Littérature française

Louis Aragon

Les Chambres

Chronique de Nicolas Mouton

Librairie Le Presse papier (Argenteuil)

Les Chambres, recueil de 1969, contemporain de son essai sur les incipit et des dernières pages de son Henri Matisse, roman (coll. « Quarto », Gallimard), est l’un des livres les plus forts, les plus modernes d’Aragon. Il reste toutefois l’un des plus mal connus.

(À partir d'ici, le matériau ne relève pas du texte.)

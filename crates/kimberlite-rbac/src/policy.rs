//! Access control policies.
//!
//! Defines policies that govern who can access what data and how.

use crate::roles::Role;
use kimberlite_types::TenantId;
use serde::{Deserialize, Serialize};

/// Filter for stream-level access control.
#[derive(Debug, Clone, PartialEq, Eq, Serialize, Deserialize)]
pub struct StreamFilter {
    /// Stream ID pattern (supports wildcards).
    ///
    /// Examples:
    /// - `"patient_*"` - All streams starting with "patient_"
    /// - `"*"` - All streams (no restriction)
    /// - `"audit_log"` - Exact stream name
    pub pattern: String,

    /// Whether this is an allow or deny rule.
    pub allow: bool,
}

impl StreamFilter {
    /// Creates a new stream filter.
    pub fn new(pattern: impl Into<String>, allow: bool) -> Self {
        Self {
            pattern: pattern.into(),
            allow,
        }
    }

    /// Returns whether this filter matches the given stream name.
    pub fn matches(&self, stream_name: &str) -> bool {
        // Simple wildcard matching (* matches any sequence)
        let pattern = &self.pattern;

        if pattern == "*" {
            return true;
        }

        if pattern.ends_with('*') {
            let prefix = &pattern[..pattern.len() - 1];
            return stream_name.starts_with(prefix);
        }

        if let Some(suffix) = pattern.strip_prefix('*') {
            return stream_name.ends_with(suffix);
        }

        // Exact match
        stream_name == pattern
    }
}

/// Filter for column-level access control (field-level security).
#[derive(Debug, Clone, PartialEq, Eq, Serialize, Deserialize)]
pub struct ColumnFilter {
    /// Column name pattern (supports wildcards).
    ///
    /// Examples:
    /// - `"ssn"` - Exact column name
    /// - `"pii_*"` - All columns starting with "pii_"
    /// - `"*_secret"` - All columns ending with "_secret"
    pub pattern: String,

    /// Whether this is an allow or deny rule.
    pub allow: bool,
}

impl ColumnFilter {
    /// Creates a new column filter.
    pub fn new(pattern: impl Into<String>, allow: bool) -> Self {
        Self {
            pattern: pattern.into(),
            allow,
        }
    }

    /// Returns whether this filter matches the given column name.
    pub fn matches(&self, column_name: &str) -> bool {
        let pattern = &self.pattern;

        if pattern == "*" {
            return true;
        }

        if pattern.ends_with('*') {
            let prefix = &pattern[..pattern.len() - 1];
            return column_name.starts_with(prefix);
        }

        if let Some(suffix) = pattern.strip_prefix('*') {
            return column_name.ends_with(suffix);
        }

        // Exact match
        column_name == pattern
    }
}

/// Filter for row-level security (RLS).
#[derive(Debug, Clone, PartialEq, Eq, Serialize, Deserialize)]
pub struct RowFilter {
    /// Column name to filter on.
    pub column: String,

    /// Operator for comparison.
    pub operator: RowFilterOperator,

    /// Value to compare against.
    pub value: String,
}

impl RowFilter {
    /// Creates a new row filter.
    pub fn new(
        column: impl Into<String>,
        operator: RowFilterOperator,
        value: impl Into<String>,
    ) -> Self {
        Self {
            column: column.into(),
            operator,
            value: value.into(),
        }
    }
}

/// Operator for row-level security filters.
#[derive(Debug, Clone, Copy, PartialEq, Eq, Serialize, Deserialize)]
pub enum RowFilterOperator {
    /// Equal (=)
    Eq,

    /// Not equal (!=)
    Ne,

    /// Less than (<)
    Lt,

    /// Less than or equal (<=)
    Le,

    /// Greater than (>)
    Gt,

    /// Greater than or equal (>=)
    Ge,

    /// IN list
    In,

    /// NOT IN list
    NotIn,
}

impl RowFilterOperator {
    /// Returns the SQL representation of this operator.
    pub fn to_sql(&self) -> &'static str {
        match self {
            RowFilterOperator::Eq => "=",
            RowFilterOperator::Ne => "!=",
            RowFilterOperator::Lt => "<",
            RowFilterOperator::Le => "<=",
            RowFilterOperator::Gt => ">",
            RowFilterOperator::Ge => ">=",
            RowFilterOperator::In => "IN",
            RowFilterOperator::NotIn => "NOT IN",
        }
    }
}

/// Access control policy.
///
/// Defines what a user with a given role can access and how.
#[derive(Debug, Clone, PartialEq, Eq, Serialize, Deserialize)]
pub struct AccessPolicy {
    /// Role this policy applies to.
    pub role: Role,

    /// Tenant ID (for tenant isolation).
    ///
    /// If None, cross-tenant access is allowed (Analyst, Admin only).
    pub tenant_id: Option<TenantId>,

    /// Stream-level filters.
    ///
    /// **Evaluation Order:**
    /// 1. Deny rules are evaluated first
    /// 2. If any deny rule matches, access is denied
    /// 3. Allow rules are evaluated next
    /// 4. If no allow rule matches, access is denied
    pub stream_filters: Vec<StreamFilter>,

    /// Column-level filters (field-level security).
    ///
    /// Unauthorized columns are removed from query results.
    pub column_filters: Vec<ColumnFilter>,

    /// Row-level security filters.
    ///
    /// Injected as WHERE clauses in queries.
    pub row_filters: Vec<RowFilter>,

    /// Field masking policy.
    ///
    /// Applied to query results after column filtering.
    /// Masks sensitive fields based on role (e.g., SSN â†’ `***-**-1234`).
    pub masking_policy: Option<crate::masking::MaskingPolicy>,
}

impl AccessPolicy {
    /// Creates a new access policy for the given role.
    pub fn new(role: Role) -> Self {
        Self {
            role,
            tenant_id: None,
            stream_filters: Vec::new(),
            column_filters: Vec::new(),
            row_filters: Vec::new(),
            masking_policy: None,
        }
    }

    /// Sets the tenant ID for this policy (tenant isolation).
    pub fn with_tenant(mut self, tenant_id: TenantId) -> Self {
        self.tenant_id = Some(tenant_id);
        self
    }

    /// Sets the field masking policy.
    ///
    /// Masking is applied to query results after column filtering.
    pub fn with_masking(mut self, policy: crate::masking::MaskingPolicy) -> Self {
        self.masking_policy = Some(policy);
        self
    }

    /// Adds a stream filter.
    pub fn allow_stream(mut self, pattern: impl Into<String>) -> Self {
        self.stream_filters.push(StreamFilter::new(pattern, true));
        self
    }

    /// Adds a stream deny rule.
    pub fn deny_stream(mut self, pattern: impl Into<String>) -> Self {
        self.stream_filters.push(StreamFilter::new(pattern, false));
        self
    }

    /// Adds a column filter.
    pub fn allow_column(mut self, pattern: impl Into<String>) -> Self {
        self.column_filters.push(ColumnFilter::new(pattern, true));
        self
    }

    /// Adds a column deny rule.
    pub fn deny_column(mut self, pattern: impl Into<String>) -> Self {
        self.column_filters.push(ColumnFilter::new(pattern, false));
        self
    }

    /// Adds a row-level security filter.
    pub fn with_row_filter(mut self, filter: RowFilter) -> Self {
        self.row_filters.push(filter);
        self
    }

    /// Returns whether access to the given stream is allowed.
    pub fn allows_stream(&self, stream_name: &str) -> bool {
        // 1. Check deny rules first
        for filter in &self.stream_filters {
            if !filter.allow && filter.matches(stream_name) {
                return false; // Explicit deny
            }
        }

        // 2. Check allow rules
        for filter in &self.stream_filters {
            if filter.allow && filter.matches(stream_name) {
                return true; // Explicit allow
            }
        }

        // 3. Default deny (if no allow rule matches)
        false
    }

    /// Returns whether access to the given column is allowed.
    pub fn allows_column(&self, column_name: &str) -> bool {
        // 1. Check deny rules first
        for filter in &self.column_filters {
            if !filter.allow && filter.matches(column_name) {
                return false; // Explicit deny
            }
        }

        // 2. Check allow rules
        for filter in &self.column_filters {
            if filter.allow && filter.matches(column_name) {
                return true; // Explicit allow
            }
        }

        // 3. Default deny
        false
    }

    /// Returns the row-level security filters for this policy.
    pub fn row_filters(&self) -> &[RowFilter] {
        &self.row_filters
    }
}

/// Standard policies for each role.
pub struct StandardPolicies;

impl StandardPolicies {
    /// Creates the standard policy for an Admin role.
    ///
    /// **Access:**
    /// - All streams (no restrictions)
    /// - All columns (no restrictions)
    /// - No row filters (sees all data)
    pub fn admin() -> AccessPolicy {
        AccessPolicy::new(Role::Admin)
            .allow_stream("*") // All streams
            .allow_column("*") // All columns
    }

    /// Creates the standard policy for an Analyst role.
    ///
    /// **Access:**
    /// - All non-audit streams
    /// - All columns except PII (depends on data class)
    /// - No row filters (cross-tenant read)
    pub fn analyst() -> AccessPolicy {
        AccessPolicy::new(Role::Analyst)
            .allow_stream("*")
            .deny_stream("audit_*") // No audit log access
            .allow_column("*")
    }

    /// Creates the standard policy for a User role.
    ///
    /// **Access:**
    /// - Streams matching tenant ID
    /// - All columns (within tenant)
    /// - Row filter: `tenant_id` = <user's tenant>
    pub fn user(tenant_id: TenantId) -> AccessPolicy {
        AccessPolicy::new(Role::User)
            .with_tenant(tenant_id)
            .allow_stream("*")
            .allow_column("*")
            .with_row_filter(RowFilter::new(
                "tenant_id",
                RowFilterOperator::Eq,
                u64::from(tenant_id).to_string(),
            ))
    }

    /// Creates the standard policy for an Auditor role.
    ///
    /// **Access:**
    /// - Audit logs only
    /// - All audit log columns
    /// - No row filters (sees all audit entries)
    pub fn auditor() -> AccessPolicy {
        AccessPolicy::new(Role::Auditor)
            .allow_stream("audit_*") // Audit logs only
            .allow_column("*")
    }
}

#[cfg(test)]
mod tests {
    use super::*;

    #[test]
    fn test_stream_filter_wildcard() {
        let filter = StreamFilter::new("patient_*", true);

        assert!(filter.matches("patient_records"));
        assert!(filter.matches("patient_vitals"));
        assert!(!filter.matches("audit_log"));

        let all_filter = StreamFilter::new("*", true);
        assert!(all_filter.matches("any_stream"));
    }

    #[test]
    fn test_column_filter_wildcard() {
        let filter = ColumnFilter::new("pii_*", false); // Deny PII columns

        assert!(filter.matches("pii_ssn"));
        assert!(filter.matches("pii_address"));
        assert!(!filter.matches("public_name"));
    }

    #[test]
    fn test_policy_stream_access() {
        let policy = AccessPolicy::new(Role::User)
            .allow_stream("patient_*")
            .deny_stream("patient_confidential");

        // Deny takes precedence
        assert!(!policy.allows_stream("patient_confidential"));

        // Allow rule matches
        assert!(policy.allows_stream("patient_records"));

        // No rule matches
        assert!(!policy.allows_stream("audit_log"));
    }

    #[test]
    fn test_policy_column_access() {
        let policy = AccessPolicy::new(Role::Analyst)
            .allow_column("*")
            .deny_column("ssn");

        assert!(policy.allows_column("name"));
        assert!(policy.allows_column("email"));
        assert!(!policy.allows_column("ssn")); // Denied
    }

    #[test]
    fn test_standard_policies() {
        let admin = StandardPolicies::admin();
        assert!(admin.allows_stream("any_stream"));
        assert!(admin.allows_column("any_column"));

        let analyst = StandardPolicies::analyst();
        assert!(analyst.allows_stream("patient_records"));
        assert!(!analyst.allows_stream("audit_system_events"));

        let tenant_id = TenantId::new(42);
        let user = StandardPolicies::user(tenant_id);
        assert_eq!(user.tenant_id, Some(tenant_id));
        assert_eq!(user.row_filters.len(), 1);

        let auditor = StandardPolicies::auditor();
        assert!(auditor.allows_stream("audit_access_log"));
        assert!(!auditor.allows_stream("patient_records"));
    }

    #[test]
    fn test_row_filter_operator_sql() {
        assert_eq!(RowFilterOperator::Eq.to_sql(), "=");
        assert_eq!(RowFilterOperator::Ne.to_sql(), "!=");
        assert_eq!(RowFilterOperator::Lt.to_sql(), "<");
        assert_eq!(RowFilterOperator::Le.to_sql(), "<=");
        assert_eq!(RowFilterOperator::Gt.to_sql(), ">");
        assert_eq!(RowFilterOperator::Ge.to_sql(), ">=");
        assert_eq!(RowFilterOperator::In.to_sql(), "IN");
        assert_eq!(RowFilterOperator::NotIn.to_sql(), "NOT IN");
    }
}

Pour saluer les 40 ans de la mort du poète, Gallimard a l’heureuse idée de le rééditer en collection « Blanche ». Ce « poème du temps qui ne passe pas », comme coincé au travers de la gorge, se distingue par ses vers brisés, ses amers silences et le spectre d’une mort annoncée : « À qui laisser mon héritage un cyanure/De mots tombés des utopies ». Désespéré par l’effondrement de ses illusions après l’invasion de la Tchécoslovaquie, l’entrée dans le grand âge et la santé d’Elsa, qui mourra en 1970, Aragon chante en ces Chambres « le lieu de nous où toute chose se dénoue ». Ce noir diamant brille d’un éclat unique, auprès du dernier roman d’Elsa Triolet, Le Rossignol se tait à l’aube ; une mémoire en abîmes.